En cet hiver- printemps 2021, voici le livre qui fait débat. Qui le nourrit amplement, aussi. Son auteure : Elisabeth Roudinesco, 76 ans, historienne et psychanalyste qui a signé, entre autres, des biographies de Jacques Lacan et Sigmund Freud. Son nouveau livre, un essai de près de 300 pages, est joliment titré « Soi-même comme un roi »– référence élégante à « Soi-même comme les autres » (1990) du philosophe Paul Ricoeur (1913- 2005). En sous-titre du livre d’Elisabeth Roudinesco : « Essai sur les dérives identitaires »– un sujet qui fait grandement actualité ces temps-ci. Ainsi, l’auteure entreprend, au fil des pages, de s’interroger sur les raisons qui font que « les combats émancipateurs d’autrefois se retournent en leur contraire, cultivent le rejet de l’autre au nom de l’identité ». En six grands chapitres, elle évoque « l’assignation identitaire », « la galaxie du genre », « déconstruire la race », « postcolonialités »,  » le labyrinthe de l’intersectionnalité » et les « grands remplacements ». Femme et intellectuelle de gauche, Elisabeth Roudinesco ne s’embarrasse pas de ronds-de-jambes et de courbettes : en ces temps flous, elle pointe des « dérives identitaires » et aussi les études sur le sexe et le genre ou encore sur la race.
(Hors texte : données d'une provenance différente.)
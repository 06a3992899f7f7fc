//! # Application Error Handling System
//!
//! 서비스 전역에서 사용하는 에러 타입입니다.
//! `thiserror`로 `Error` trait을 구현하고, `actix_web::ResponseError`를 구현하여
//! 핸들러에서 `?` 로 전파된 에러가 그대로 HTTP 응답으로 변환됩니다.
//!
//! ## HTTP 응답 매핑
//!
//! | AppError | HTTP Status | 사용 시나리오 |
//! |----------|-------------|---------------|
//! | `BadRequest` | 400 Bad Request | 잘못된 입력, 중복 이메일, 잘못된 ID 형식 |
//! | `ValidationError` | 400 Bad Request | `validator` 검증 실패 |
//! | `InvalidOtp` | 400 Bad Request | OTP 불일치 또는 만료 |
//! | `Forbidden` | 403 Forbidden | 인증되지 않은 요청 |
//! | `NotFound` | 404 Not Found | 문서 또는 캐시 항목 없음 |
//! | `DatabaseError` | 500 Internal Server Error | MongoDB 오류 |
//! | `CacheError` | 500 Internal Server Error | Redis 오류 |
//! | `MailError` | 500 Internal Server Error | 메일 전송 오류 |
//! | `InternalError` | 500 Internal Server Error | 예상치 못한 오류 |
//!
//! 500 계열 에러는 클라이언트에게 일반 메시지만 노출하고, 원인은 로그로만 남깁니다.
//!
//! ## 사용 예제
//!
//! ```rust,ignore
//! use crate::core::errors::{AppError, AppResult};
//!
//! async fn signup(req: SignupRequest) -> AppResult<String> {
//!     if req.password.chars().count() < 8 {
//!         return Err(AppError::BadRequest("Password length less than 8 characters".to_string()));
//!     }
//!     // ...
//! }
//! ```

use actix_web::http::StatusCode;
use thiserror::Error;

/// 애플리케이션 전역 에러 타입
#[derive(Error, Debug)]
pub enum AppError {
    /// 잘못된 요청 (400 Bad Request)
    #[error("{0}")]
    BadRequest(String),

    /// 입력값 검증 에러 (400 Bad Request)
    #[error("{0}")]
    ValidationError(String),

    /// OTP 불일치 또는 만료 (400 Bad Request)
    #[error("Invalid OTP")]
    InvalidOtp,

    /// 인증 실패 (403 Forbidden)
    #[error("{0}")]
    Forbidden(String),

    /// 리소스 없음 (404 Not Found)
    #[error("{0}")]
    NotFound(String),

    /// 데이터베이스 관련 에러 (500 Internal Server Error)
    #[error("Database error: {0}")]
    DatabaseError(String),

    /// 캐시 저장소 관련 에러 (500 Internal Server Error)
    #[error("Cache error: {0}")]
    CacheError(String),

    /// 메일 전송 에러 (500 Internal Server Error)
    #[error("Mail error: {0}")]
    MailError(String),

    /// 내부 서버 에러 (500 Internal Server Error)
    #[error("Internal server error: {0}")]
    InternalError(String),
}

impl AppError {
    /// 에러 종류에 대응하는 HTTP 상태 코드
    pub fn status(&self) -> StatusCode {
        match self {
            AppError::BadRequest(_) | AppError::ValidationError(_) | AppError::InvalidOtp => {
                StatusCode::BAD_REQUEST
            }
            AppError::Forbidden(_) => StatusCode::FORBIDDEN,
            AppError::NotFound(_) => StatusCode::NOT_FOUND,
            AppError::DatabaseError(_)
            | AppError::CacheError(_)
            | AppError::MailError(_)
            | AppError::InternalError(_) => StatusCode::INTERNAL_SERVER_ERROR,
        }
    }

    /// 클라이언트에게 노출할 메시지
    ///
    /// 인프라 계층 에러의 상세 내용은 숨깁니다.
    pub fn public_message(&self) -> String {
        match self {
            AppError::DatabaseError(_) => "Internal server error".to_string(),
            AppError::CacheError(_) => "Internal Server Error. Please try again later.".to_string(),
            AppError::MailError(_) | AppError::InternalError(_) => {
                "Internal server error".to_string()
            }
            other => other.to_string(),
        }
    }

    pub fn is_not_found(&self) -> bool {
        matches!(self, AppError::NotFound(_))
    }
}

impl actix_web::ResponseError for AppError {
    fn status_code(&self) -> StatusCode {
        self.status()
    }

    fn error_response(&self) -> actix_web::HttpResponse {
        actix_web::HttpResponse::build(self.status())
            .json(serde_json::json!({
                "error": self.public_message()
            }))
    }
}

/// 편의성을 위한 Result 타입 별칭
pub type AppResult<T> = Result<T, AppError>;

/// 외부 라이브러리 에러를 AppError로 변환하는 확장 trait
pub trait ErrorContext<T> {
    /// 컨텍스트 정보와 함께 `InternalError` 로 변환합니다.
    fn context(self, msg: &str) -> AppResult<T>;
}

impl<T, E> ErrorContext<T> for Result<T, E>
where
    E: std::fmt::Display,
{
    fn context(self, msg: &str) -> AppResult<T> {
        self.map_err(|e| AppError::InternalError(format!("{}: {}", msg, e)))
    }
}
//! 공통 유틸리티 함수 모듈
//!
//! # Modules
//!
//! - [`string_utils`] - 헤더 값 정리, 로그 마스킹
//!
//! # Examples
//!
//! ```rust,ignore
//! use crate::utils::string_utils::bearer_token;
//!
//! let token = bearer_token("Bearer 9f86d081884c7d65");
//! ```

pub mod string_utils;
Pour sa réflexion, elle convoque Sartre, Descartes ou encore Flaubert, pointe la « terreur de l’invasion », les  » transidentités » ou encore les « grandeurs et déboires des études de genre », et aussi la  » cancel culture », cette culture de l’annulation. Avec Elisabeth Roudinesco, les questions fusent : « Faut-il éradiquer les traces du passé en dégradant des statues, des bâtiments, des œuvres d’art qui ont été érigées par des colonialistes ou leur ont appartenu ? Faut-il censurer les livres, les pièces de théâtre ou les films, ou les interdire, voire les réinterpréter en fonction d’une vulgate identitaire nouvellement construite… ? »  Des questions qui en amènent d’autres, de la plus haute importance : « Qui va décider de quoi ? Qui choisit de détruire quoi ? L’Etat, les sujets en souffrance, les foules en colère ? Qui va dénoncer qui ? »

  • « Soi-même comme un roi » d’Elisabeth Roudinesco. Seuil, 290 pages, 17,90 €.